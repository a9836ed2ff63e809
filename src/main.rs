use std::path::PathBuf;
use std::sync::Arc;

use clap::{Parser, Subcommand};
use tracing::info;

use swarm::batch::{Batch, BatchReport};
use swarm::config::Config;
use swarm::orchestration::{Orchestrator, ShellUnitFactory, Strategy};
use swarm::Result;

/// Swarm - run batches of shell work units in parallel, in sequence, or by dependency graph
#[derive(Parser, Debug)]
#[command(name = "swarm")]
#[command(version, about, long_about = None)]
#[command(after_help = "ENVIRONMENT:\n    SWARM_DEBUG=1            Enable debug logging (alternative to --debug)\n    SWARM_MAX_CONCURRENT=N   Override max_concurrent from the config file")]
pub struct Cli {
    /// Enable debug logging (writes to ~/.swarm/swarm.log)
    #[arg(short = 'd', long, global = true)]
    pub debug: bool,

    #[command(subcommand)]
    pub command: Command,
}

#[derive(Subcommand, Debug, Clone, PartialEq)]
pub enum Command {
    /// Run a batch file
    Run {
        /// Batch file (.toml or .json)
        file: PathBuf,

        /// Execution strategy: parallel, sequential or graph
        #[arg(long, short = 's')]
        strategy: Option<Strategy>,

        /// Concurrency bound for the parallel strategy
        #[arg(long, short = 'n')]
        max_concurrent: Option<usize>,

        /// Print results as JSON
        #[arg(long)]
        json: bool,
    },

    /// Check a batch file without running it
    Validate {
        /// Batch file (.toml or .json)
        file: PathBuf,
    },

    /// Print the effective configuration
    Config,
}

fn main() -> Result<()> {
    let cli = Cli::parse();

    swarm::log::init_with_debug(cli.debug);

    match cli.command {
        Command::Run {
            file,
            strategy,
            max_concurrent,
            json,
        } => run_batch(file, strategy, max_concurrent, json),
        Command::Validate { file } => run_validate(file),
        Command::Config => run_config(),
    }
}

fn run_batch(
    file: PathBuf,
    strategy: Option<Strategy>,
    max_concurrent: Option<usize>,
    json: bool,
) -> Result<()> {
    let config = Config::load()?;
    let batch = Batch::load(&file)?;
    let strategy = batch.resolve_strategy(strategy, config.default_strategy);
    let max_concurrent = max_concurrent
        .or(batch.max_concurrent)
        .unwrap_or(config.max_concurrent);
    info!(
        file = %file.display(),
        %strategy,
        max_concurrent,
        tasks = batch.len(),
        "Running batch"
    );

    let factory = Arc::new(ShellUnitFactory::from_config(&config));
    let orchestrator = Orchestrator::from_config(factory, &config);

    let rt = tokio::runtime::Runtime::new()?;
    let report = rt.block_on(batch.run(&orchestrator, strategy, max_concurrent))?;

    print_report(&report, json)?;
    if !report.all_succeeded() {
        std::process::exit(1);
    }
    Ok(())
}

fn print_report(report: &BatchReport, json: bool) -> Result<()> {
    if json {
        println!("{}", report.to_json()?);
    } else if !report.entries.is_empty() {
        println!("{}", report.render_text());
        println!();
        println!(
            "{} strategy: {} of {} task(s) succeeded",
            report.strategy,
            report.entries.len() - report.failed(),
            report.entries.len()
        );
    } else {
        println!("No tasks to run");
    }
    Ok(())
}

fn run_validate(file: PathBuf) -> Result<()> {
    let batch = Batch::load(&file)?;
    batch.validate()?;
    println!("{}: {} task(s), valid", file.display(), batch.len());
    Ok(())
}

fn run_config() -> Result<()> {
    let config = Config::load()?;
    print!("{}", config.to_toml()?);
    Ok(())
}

======

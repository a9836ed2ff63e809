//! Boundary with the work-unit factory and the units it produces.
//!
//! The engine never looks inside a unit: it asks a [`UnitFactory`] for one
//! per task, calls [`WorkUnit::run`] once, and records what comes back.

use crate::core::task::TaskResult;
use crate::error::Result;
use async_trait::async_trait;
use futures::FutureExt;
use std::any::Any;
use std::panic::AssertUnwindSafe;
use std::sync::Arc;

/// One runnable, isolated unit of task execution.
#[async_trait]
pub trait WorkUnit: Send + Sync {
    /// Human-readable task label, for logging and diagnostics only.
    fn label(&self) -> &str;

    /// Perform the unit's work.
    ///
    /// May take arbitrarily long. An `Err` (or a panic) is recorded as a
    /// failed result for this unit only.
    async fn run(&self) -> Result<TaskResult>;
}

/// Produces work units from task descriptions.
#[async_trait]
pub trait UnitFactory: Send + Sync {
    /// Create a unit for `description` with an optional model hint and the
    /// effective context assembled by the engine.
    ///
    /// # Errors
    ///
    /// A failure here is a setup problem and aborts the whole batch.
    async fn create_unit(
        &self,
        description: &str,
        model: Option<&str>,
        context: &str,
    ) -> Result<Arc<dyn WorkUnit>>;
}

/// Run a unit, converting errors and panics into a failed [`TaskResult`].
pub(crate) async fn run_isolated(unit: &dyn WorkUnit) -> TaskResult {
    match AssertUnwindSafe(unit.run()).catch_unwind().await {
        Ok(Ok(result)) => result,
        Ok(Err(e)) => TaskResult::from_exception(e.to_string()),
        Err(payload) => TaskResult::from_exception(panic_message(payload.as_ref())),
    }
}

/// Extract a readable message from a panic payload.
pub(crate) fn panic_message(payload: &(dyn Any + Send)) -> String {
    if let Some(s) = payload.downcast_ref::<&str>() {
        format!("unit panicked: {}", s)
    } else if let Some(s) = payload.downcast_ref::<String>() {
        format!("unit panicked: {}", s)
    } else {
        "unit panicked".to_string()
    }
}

======

## Task to carry out
Every line of the data that includes the word "WorkUnit" should be copied.

## Output below
//! per task, calls [`WorkUnit::run`] once, and records what comes back.
pub trait WorkUnit: Send + Sync {
    ) -> Result<Arc<dyn WorkUnit>>;
pub(crate) async fn run_isolated(unit: &dyn WorkUnit) -> TaskResult {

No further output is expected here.